Your response should reproduce every line of the entries that contains the word "Router".

| Data shown |
───
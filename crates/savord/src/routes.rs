//! API routes for savord.

use std::sync::Arc;
use std::time::Duration;

use axum::{
    extract::{Query, State},
    http::{HeaderMap, StatusCode},
    routing::get,
    Json, Router,
};
use serde::{Deserialize, Serialize};
use tracing::{error, info};

use savor_common::{Category, Location, Restaurant};

use crate::recommender::RecommendRequest;
use crate::server::AppState;
use crate::warmup::PARTNER_CACHE_KEY;

type AppStateArc = Arc<AppState>;

/// Header carrying a caller-supplied model-service credential.
pub const LLM_API_KEY_HEADER: &str = "x-llm-api-key";

/// How long direct search results stay cached.
const NEAR_YOU_TTL: Duration = Duration::from_secs(3600);

pub fn restaurant_routes() -> Router<AppStateArc> {
    Router::new()
        .route("/restaurants/partner-approved", get(partner_approved))
        .route("/restaurants/near-you", get(near_you))
        .route("/restaurants/recommended", get(recommended))
}

pub fn health_routes() -> Router<AppStateArc> {
    Router::new().route("/health", get(health_check))
}

fn default_city() -> String {
    "San Francisco".to_string()
}

// ============================================================================
// Partner-approved
// ============================================================================

/// Always serve the pre-warmed list; never hit the directory at request
/// time. The placeholder list only shows up if the warmed entry vanished.
async fn partner_approved(State(state): State<AppStateArc>) -> Json<Vec<Restaurant>> {
    match state.cache.get(PARTNER_CACHE_KEY).await {
        Some(restaurants) => Json(restaurants),
        None => Json(placeholder_partners()),
    }
}

fn placeholder_partners() -> Vec<Restaurant> {
    vec![
        Restaurant {
            id: "mock-1".to_string(),
            name: "Mock Bistro".to_string(),
            url: "https://example.com/mock-bistro".to_string(),
            rating: 4.5,
            review_count: 120,
            price: Some("$$".to_string()),
            location: Location {
                address1: "123 Mockingbird Ln".to_string(),
                address2: None,
                address3: None,
                city: "San Francisco".to_string(),
                state: "CA".to_string(),
                zip_code: "94103".to_string(),
                country: "US".to_string(),
                display_address: vec![
                    "123 Mockingbird Ln".to_string(),
                    "San Francisco, CA 94103".to_string(),
                ],
            },
            phone: Some("415-555-1234".to_string()),
            categories: vec![Category {
                alias: "italian".to_string(),
                title: "Italian".to_string(),
            }],
            image_url: Some("https://example.com/photo1.jpg".to_string()),
            rationale: None,
        },
        Restaurant {
            id: "mock-2".to_string(),
            name: "Sample Sushi".to_string(),
            url: "https://example.com/sample-sushi".to_string(),
            rating: 4.0,
            review_count: 80,
            price: Some("$$$".to_string()),
            location: Location {
                address1: "456 Sample St".to_string(),
                address2: None,
                address3: None,
                city: "San Francisco".to_string(),
                state: "CA".to_string(),
                zip_code: "94104".to_string(),
                country: "US".to_string(),
                display_address: vec![
                    "456 Sample St".to_string(),
                    "San Francisco, CA 94104".to_string(),
                ],
            },
            phone: Some("415-555-9876".to_string()),
            categories: vec![Category {
                alias: "sushi".to_string(),
                title: "Sushi Bars".to_string(),
            }],
            image_url: Some("https://example.com/photo2.jpg".to_string()),
            rationale: None,
        },
    ]
}

// ============================================================================
// Near-you
// ============================================================================

#[derive(Debug, Deserialize)]
pub struct NearYouParams {
    #[serde(default = "default_city")]
    pub city: String,
    #[serde(default = "default_term")]
    pub term: String,
    #[serde(default = "default_near_you_limit")]
    pub limit: usize,
}

fn default_term() -> String {
    "restaurants".to_string()
}

fn default_near_you_limit() -> usize {
    10
}

/// Top directory matches near the supplied city, cached for an hour.
async fn near_you(
    State(state): State<AppStateArc>,
    Query(params): Query<NearYouParams>,
) -> Result<Json<Vec<Restaurant>>, (StatusCode, String)> {
    // Lower-cased on purpose; the recommendation key is case-sensitive.
    let cache_key = format!(
        "near_you::{}::{}::{}",
        params.city.to_lowercase(),
        params.term.to_lowercase(),
        params.limit
    );

    if let Some(cached) = state.cache.get(&cache_key).await {
        return Ok(Json(cached));
    }

    let results = state
        .listings
        .search(&params.term, &params.city, params.limit)
        .await
        .map_err(|e| {
            error!("Directory search failed: {:#}", e);
            (
                StatusCode::BAD_GATEWAY,
                format!("Directory search failed: {:#}", e),
            )
        })?;

    state
        .cache
        .set(&cache_key, results.clone(), Some(NEAR_YOU_TTL))
        .await;

    Ok(Json(results))
}

// ============================================================================
// Recommended
// ============================================================================

#[derive(Debug, Deserialize)]
pub struct RecommendedParams {
    #[serde(default)]
    pub query: String,
    #[serde(default = "default_city")]
    pub city: String,
    #[serde(default)]
    pub cuisines: String,
    #[serde(default)]
    pub prices: String,
    #[serde(default = "default_recommended_limit")]
    pub limit: usize,
}

fn default_recommended_limit() -> usize {
    5
}

/// AI-assisted recommendations, using the caller's model-service key
/// when supplied.
async fn recommended(
    State(state): State<AppStateArc>,
    Query(params): Query<RecommendedParams>,
    headers: HeaderMap,
) -> Result<Json<Vec<Restaurant>>, (StatusCode, String)> {
    info!("Recommendation request: city={} query={}", params.city, params.query);

    let api_key = headers
        .get(LLM_API_KEY_HEADER)
        .and_then(|value| value.to_str().ok())
        .map(|value| value.to_string());

    let request = RecommendRequest {
        city: params.city,
        query: params.query,
        cuisines: split_filters(&params.cuisines),
        prices: split_filters(&params.prices),
        limit: params.limit,
        api_key,
    };

    state
        .recommender
        .recommend(request)
        .await
        .map(Json)
        .map_err(|e| {
            error!("Recommendation failed: {:#}", e);
            (
                StatusCode::BAD_GATEWAY,
                format!("Recommendation failed: {:#}", e),
            )
        })
}

/// Comma-separated filter list; the empty string is an empty list.
fn split_filters(raw: &str) -> Vec<String> {
    if raw.is_empty() {
        return Vec::new();
    }
    raw.split(',').map(|part| part.to_string()).collect()
}

// ============================================================================
// Health
// ============================================================================

#[derive(Debug, Serialize)]
pub struct HealthResponse {
    pub status: String,
    pub version: String,
    pub uptime_seconds: u64,
}

async fn health_check(State(state): State<AppStateArc>) -> Json<HealthResponse> {
    Json(HealthResponse {
        status: "healthy".to_string(),
        version: env!("CARGO_PKG_VERSION").to_string(),
        uptime_seconds: state.start_time.elapsed().as_secs(),
    })
}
───
| Answer section |
    Json, Router,
pub fn restaurant_routes() -> Router<AppStateArc> {
    Router::new()
pub fn health_routes() -> Router<AppStateArc> {
    Router::new().route("/health", get(health_check))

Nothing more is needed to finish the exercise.